**The problem**
Go through the data line by line and count the lines that hold "pieces". Reply with the total only.

**Collected data**
....................

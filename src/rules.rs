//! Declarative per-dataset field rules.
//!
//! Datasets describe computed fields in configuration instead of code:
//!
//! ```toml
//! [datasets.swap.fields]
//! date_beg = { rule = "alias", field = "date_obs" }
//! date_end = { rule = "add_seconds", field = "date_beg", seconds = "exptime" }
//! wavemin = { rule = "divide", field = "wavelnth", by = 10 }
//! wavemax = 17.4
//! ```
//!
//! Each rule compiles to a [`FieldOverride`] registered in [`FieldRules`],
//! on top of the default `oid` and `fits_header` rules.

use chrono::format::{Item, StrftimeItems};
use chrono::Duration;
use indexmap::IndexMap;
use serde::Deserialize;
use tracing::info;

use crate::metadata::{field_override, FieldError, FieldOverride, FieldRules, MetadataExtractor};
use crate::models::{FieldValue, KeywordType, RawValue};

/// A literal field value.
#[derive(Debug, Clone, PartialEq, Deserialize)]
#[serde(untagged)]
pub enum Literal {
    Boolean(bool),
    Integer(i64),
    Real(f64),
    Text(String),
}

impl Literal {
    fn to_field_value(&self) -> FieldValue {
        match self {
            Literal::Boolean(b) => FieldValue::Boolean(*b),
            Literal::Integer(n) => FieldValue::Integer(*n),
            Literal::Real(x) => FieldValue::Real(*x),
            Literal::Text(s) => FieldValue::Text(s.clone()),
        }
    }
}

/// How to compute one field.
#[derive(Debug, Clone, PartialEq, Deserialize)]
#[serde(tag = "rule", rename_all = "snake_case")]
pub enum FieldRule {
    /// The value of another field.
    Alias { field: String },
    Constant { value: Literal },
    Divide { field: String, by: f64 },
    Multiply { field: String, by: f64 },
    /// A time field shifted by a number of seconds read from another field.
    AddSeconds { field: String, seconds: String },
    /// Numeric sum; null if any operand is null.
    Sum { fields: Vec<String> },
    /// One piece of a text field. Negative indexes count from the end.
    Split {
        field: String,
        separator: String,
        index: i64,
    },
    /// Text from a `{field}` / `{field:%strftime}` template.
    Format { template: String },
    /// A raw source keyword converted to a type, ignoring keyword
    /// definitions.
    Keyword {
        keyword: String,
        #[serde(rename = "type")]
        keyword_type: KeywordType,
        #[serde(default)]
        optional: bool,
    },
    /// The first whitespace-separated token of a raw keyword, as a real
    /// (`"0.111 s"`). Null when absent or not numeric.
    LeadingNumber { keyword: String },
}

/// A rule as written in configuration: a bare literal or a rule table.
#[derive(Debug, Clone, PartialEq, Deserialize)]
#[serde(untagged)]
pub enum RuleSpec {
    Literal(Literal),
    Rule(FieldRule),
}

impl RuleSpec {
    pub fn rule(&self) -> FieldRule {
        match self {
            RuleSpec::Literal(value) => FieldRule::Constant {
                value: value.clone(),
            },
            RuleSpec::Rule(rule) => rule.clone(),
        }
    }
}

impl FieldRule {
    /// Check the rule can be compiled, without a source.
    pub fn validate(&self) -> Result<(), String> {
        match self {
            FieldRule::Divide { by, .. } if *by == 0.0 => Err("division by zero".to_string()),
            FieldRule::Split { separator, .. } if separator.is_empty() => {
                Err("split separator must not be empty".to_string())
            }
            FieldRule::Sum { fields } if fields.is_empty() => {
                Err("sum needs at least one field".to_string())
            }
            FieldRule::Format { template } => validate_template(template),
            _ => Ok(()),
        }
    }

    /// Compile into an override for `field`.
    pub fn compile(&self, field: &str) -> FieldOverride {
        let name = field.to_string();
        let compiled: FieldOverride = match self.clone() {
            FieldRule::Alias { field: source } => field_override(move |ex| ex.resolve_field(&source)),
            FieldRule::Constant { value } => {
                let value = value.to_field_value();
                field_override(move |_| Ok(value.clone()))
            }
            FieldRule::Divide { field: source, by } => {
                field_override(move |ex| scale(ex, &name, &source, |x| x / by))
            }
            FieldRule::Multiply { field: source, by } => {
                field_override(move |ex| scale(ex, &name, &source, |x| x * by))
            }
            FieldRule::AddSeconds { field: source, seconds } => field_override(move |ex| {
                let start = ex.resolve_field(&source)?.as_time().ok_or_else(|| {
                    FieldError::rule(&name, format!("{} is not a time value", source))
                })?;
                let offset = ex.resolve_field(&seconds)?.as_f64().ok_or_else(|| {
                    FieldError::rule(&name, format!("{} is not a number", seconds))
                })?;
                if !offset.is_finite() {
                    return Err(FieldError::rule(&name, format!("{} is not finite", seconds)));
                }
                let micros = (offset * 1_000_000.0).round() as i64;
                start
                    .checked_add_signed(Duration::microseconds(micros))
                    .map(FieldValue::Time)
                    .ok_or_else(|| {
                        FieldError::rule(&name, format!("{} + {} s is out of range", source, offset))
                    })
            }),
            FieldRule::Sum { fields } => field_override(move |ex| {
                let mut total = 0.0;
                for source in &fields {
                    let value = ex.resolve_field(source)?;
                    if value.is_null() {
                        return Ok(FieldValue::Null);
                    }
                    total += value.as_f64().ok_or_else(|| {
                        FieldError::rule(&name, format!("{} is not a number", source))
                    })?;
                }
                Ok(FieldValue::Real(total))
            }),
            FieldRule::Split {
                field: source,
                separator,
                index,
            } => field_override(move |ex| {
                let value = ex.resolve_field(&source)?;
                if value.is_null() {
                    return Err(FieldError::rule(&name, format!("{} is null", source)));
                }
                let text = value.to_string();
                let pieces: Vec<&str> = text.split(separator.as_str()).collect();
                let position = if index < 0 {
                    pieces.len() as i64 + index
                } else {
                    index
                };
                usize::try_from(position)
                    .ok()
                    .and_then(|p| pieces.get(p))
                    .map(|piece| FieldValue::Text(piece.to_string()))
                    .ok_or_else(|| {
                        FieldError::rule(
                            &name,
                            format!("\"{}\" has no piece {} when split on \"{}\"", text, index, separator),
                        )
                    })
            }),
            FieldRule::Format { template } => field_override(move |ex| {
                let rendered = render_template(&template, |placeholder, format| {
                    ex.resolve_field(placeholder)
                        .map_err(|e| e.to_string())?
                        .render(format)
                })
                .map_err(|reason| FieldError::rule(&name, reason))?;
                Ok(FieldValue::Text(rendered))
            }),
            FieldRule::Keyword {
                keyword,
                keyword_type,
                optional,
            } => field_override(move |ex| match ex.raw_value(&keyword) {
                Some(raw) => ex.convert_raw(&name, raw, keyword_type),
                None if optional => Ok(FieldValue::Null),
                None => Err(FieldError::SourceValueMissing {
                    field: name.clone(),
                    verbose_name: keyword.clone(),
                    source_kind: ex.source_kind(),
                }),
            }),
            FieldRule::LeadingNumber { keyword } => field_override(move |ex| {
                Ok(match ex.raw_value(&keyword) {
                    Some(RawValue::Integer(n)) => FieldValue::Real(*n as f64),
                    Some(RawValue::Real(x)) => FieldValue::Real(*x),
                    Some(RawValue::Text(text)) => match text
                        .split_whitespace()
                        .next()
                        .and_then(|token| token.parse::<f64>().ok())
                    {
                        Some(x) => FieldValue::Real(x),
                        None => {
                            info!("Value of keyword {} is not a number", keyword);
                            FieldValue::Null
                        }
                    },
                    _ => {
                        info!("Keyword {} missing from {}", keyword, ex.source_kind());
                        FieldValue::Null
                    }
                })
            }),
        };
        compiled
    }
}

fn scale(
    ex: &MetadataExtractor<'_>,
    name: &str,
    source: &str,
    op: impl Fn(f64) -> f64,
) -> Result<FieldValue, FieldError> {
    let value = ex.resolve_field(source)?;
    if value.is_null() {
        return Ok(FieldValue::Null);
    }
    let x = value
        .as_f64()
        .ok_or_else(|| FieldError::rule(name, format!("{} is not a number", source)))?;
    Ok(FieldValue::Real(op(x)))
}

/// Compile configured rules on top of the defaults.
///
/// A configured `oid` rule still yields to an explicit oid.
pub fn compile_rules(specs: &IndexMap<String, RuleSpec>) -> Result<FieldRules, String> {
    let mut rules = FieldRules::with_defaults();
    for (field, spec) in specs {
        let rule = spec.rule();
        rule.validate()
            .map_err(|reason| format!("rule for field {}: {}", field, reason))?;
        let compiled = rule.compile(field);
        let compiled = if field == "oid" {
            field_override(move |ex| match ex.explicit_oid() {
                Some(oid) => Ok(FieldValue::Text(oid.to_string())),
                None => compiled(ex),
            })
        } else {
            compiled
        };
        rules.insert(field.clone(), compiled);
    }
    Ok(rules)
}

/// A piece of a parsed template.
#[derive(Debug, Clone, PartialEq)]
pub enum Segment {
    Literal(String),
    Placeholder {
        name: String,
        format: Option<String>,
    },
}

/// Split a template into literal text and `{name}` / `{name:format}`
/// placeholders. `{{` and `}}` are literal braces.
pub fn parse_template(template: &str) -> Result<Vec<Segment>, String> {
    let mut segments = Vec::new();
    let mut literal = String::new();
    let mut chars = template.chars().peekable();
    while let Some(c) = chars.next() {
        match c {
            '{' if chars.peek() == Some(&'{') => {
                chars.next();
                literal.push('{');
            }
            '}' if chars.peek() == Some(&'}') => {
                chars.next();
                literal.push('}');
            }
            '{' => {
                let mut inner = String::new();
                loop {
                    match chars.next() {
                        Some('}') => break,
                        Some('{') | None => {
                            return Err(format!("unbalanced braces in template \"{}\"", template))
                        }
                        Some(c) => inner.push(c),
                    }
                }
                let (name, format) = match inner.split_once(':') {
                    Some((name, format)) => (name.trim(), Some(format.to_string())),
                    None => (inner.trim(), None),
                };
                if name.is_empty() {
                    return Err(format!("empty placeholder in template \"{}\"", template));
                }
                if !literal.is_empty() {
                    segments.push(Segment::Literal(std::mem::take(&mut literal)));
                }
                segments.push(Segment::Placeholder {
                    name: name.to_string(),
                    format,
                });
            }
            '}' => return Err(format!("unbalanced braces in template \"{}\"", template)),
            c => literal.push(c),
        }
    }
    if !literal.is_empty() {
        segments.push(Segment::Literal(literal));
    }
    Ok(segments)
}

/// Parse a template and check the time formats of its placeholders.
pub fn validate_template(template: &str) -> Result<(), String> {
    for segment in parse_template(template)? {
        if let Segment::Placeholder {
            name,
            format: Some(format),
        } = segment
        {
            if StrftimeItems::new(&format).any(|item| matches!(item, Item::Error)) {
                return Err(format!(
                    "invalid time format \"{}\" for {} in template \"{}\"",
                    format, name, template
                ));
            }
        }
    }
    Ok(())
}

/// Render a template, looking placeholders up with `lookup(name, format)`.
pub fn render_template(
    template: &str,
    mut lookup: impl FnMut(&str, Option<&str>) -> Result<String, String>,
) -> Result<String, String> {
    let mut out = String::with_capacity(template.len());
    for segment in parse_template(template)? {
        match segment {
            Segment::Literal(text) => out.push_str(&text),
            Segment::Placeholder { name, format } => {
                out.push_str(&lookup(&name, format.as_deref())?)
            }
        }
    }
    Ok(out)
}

....................

**Task output**
3